Dataset:

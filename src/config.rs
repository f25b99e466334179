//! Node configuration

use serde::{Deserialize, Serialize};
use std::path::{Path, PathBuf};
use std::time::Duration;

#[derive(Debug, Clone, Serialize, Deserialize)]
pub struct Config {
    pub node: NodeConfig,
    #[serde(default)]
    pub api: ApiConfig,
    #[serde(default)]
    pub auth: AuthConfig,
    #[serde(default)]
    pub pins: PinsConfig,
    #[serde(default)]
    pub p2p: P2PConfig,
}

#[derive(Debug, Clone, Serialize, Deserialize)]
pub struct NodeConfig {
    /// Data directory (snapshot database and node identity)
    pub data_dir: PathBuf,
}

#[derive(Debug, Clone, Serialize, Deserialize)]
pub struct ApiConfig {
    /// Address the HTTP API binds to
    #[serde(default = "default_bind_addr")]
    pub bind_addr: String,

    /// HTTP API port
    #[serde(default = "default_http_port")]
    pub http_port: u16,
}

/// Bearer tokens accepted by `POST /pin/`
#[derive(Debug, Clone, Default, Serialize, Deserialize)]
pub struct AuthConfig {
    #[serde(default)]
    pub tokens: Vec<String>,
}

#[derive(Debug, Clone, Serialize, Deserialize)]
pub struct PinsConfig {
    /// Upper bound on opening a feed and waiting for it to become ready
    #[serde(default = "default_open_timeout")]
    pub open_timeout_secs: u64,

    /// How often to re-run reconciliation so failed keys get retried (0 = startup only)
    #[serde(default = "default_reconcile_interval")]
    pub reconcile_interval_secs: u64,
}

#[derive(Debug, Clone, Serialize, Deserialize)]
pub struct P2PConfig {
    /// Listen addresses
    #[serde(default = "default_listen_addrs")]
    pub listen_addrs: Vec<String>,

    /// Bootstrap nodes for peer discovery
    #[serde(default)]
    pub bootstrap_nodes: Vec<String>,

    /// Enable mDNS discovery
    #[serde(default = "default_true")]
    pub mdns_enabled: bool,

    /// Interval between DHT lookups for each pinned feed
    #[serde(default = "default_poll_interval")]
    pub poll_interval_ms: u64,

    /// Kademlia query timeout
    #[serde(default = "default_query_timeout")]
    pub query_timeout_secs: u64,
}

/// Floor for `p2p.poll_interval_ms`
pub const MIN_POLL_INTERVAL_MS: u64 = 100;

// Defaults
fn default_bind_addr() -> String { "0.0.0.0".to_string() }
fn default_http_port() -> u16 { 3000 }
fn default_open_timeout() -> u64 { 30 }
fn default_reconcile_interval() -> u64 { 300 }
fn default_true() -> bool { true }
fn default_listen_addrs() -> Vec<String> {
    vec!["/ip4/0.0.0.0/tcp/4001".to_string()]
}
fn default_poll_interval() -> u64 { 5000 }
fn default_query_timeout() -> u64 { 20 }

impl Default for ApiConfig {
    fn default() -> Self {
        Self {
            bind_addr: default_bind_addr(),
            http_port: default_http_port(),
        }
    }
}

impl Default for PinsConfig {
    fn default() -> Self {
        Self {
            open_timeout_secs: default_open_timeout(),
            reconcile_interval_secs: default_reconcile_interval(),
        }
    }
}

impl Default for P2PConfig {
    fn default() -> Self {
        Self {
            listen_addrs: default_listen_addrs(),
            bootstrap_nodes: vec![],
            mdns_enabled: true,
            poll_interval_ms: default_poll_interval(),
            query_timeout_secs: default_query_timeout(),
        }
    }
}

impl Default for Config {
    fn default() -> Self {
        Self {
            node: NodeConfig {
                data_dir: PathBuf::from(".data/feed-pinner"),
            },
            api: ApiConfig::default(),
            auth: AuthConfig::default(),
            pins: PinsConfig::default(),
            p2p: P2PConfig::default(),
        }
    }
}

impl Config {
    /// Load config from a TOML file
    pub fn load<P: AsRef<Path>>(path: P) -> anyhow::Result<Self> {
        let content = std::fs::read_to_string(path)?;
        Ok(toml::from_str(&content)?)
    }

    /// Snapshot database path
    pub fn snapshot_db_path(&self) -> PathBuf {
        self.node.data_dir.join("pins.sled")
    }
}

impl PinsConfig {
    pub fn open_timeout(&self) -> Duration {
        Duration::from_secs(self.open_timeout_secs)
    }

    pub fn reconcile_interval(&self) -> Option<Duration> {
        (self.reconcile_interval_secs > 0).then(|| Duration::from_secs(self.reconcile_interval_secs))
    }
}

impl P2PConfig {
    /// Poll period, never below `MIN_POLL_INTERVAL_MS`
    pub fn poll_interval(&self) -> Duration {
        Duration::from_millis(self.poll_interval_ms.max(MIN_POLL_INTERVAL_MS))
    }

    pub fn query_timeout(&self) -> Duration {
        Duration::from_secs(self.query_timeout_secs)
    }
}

Task description:
If a line in the data above holds the string "NodeConfig", copy it.

Output for this task:
    pub node: NodeConfig,
pub struct NodeConfig {
            node: NodeConfig {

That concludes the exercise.